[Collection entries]
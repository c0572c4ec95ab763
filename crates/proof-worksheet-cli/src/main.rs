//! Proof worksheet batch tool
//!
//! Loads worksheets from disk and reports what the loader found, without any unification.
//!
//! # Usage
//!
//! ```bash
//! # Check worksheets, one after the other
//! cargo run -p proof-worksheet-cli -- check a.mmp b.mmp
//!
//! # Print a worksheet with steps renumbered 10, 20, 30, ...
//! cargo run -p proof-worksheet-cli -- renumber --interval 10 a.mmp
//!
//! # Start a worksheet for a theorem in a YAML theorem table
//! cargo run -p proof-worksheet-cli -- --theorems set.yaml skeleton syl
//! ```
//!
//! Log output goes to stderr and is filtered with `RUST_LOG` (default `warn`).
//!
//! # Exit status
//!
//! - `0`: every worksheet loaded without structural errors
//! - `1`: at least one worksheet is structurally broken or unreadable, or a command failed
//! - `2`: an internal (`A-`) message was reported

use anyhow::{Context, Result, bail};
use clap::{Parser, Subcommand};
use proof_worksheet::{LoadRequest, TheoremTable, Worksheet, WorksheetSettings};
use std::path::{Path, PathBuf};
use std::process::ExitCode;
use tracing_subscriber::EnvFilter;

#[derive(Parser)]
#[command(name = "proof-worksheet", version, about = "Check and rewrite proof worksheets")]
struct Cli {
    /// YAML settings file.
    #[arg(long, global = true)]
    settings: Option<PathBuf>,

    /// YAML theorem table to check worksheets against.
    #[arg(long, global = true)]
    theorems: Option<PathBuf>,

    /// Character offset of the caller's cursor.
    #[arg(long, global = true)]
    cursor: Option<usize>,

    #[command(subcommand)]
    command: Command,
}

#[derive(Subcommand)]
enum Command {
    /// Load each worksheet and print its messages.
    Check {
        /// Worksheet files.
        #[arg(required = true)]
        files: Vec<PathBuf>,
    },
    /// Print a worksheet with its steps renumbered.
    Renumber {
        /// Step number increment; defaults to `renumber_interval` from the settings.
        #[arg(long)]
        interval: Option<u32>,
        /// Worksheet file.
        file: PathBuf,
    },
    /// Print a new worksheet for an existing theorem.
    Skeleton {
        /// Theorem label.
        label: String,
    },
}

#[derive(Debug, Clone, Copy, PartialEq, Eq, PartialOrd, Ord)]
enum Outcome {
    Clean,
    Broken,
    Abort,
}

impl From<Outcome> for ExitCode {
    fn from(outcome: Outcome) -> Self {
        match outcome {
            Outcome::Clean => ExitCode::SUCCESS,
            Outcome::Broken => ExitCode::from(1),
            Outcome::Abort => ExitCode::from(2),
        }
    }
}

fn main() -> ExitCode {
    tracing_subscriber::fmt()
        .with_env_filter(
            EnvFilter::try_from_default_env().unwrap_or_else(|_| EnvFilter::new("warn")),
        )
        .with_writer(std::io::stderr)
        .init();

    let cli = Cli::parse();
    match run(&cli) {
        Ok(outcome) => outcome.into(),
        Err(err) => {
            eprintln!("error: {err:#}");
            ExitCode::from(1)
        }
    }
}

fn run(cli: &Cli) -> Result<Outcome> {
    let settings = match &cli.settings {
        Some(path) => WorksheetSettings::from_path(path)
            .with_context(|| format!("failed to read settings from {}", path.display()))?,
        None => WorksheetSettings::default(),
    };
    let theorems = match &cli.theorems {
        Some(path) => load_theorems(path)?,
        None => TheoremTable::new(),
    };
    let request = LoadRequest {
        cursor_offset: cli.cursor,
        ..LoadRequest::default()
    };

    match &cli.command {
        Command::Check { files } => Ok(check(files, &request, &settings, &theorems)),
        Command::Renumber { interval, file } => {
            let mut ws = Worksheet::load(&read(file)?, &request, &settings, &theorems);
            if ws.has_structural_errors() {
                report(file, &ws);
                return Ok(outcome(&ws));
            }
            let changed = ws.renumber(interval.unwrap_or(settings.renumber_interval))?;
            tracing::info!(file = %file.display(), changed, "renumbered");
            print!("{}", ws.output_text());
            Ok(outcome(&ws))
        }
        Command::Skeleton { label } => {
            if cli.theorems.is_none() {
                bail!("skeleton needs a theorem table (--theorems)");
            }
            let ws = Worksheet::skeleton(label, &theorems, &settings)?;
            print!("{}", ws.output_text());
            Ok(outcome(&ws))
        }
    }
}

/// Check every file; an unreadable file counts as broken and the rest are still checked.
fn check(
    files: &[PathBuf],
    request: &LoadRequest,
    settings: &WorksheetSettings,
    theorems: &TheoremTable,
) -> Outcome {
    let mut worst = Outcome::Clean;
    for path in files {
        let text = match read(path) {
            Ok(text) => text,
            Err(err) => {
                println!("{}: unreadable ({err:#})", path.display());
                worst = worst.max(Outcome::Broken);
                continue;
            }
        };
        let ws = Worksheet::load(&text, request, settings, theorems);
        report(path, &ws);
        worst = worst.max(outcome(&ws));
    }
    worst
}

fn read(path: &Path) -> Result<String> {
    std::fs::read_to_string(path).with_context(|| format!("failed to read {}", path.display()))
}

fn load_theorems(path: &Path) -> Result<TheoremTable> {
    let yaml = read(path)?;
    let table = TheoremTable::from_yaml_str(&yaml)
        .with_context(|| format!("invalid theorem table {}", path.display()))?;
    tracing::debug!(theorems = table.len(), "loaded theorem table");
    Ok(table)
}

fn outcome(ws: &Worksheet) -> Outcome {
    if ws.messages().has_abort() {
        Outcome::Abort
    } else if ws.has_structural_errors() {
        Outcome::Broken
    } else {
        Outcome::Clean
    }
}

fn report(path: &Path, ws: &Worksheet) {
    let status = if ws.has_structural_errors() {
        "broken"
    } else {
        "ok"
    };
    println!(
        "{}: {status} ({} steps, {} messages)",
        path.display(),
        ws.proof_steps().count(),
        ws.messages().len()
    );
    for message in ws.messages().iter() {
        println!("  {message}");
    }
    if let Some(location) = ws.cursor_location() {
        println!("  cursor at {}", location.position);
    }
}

Problem to work on - Which lines of the data above contain "Option"? Copy each one.

Task response -
    settings: Option<PathBuf>,
    theorems: Option<PathBuf>,
    cursor: Option<usize>,
        interval: Option<u32>,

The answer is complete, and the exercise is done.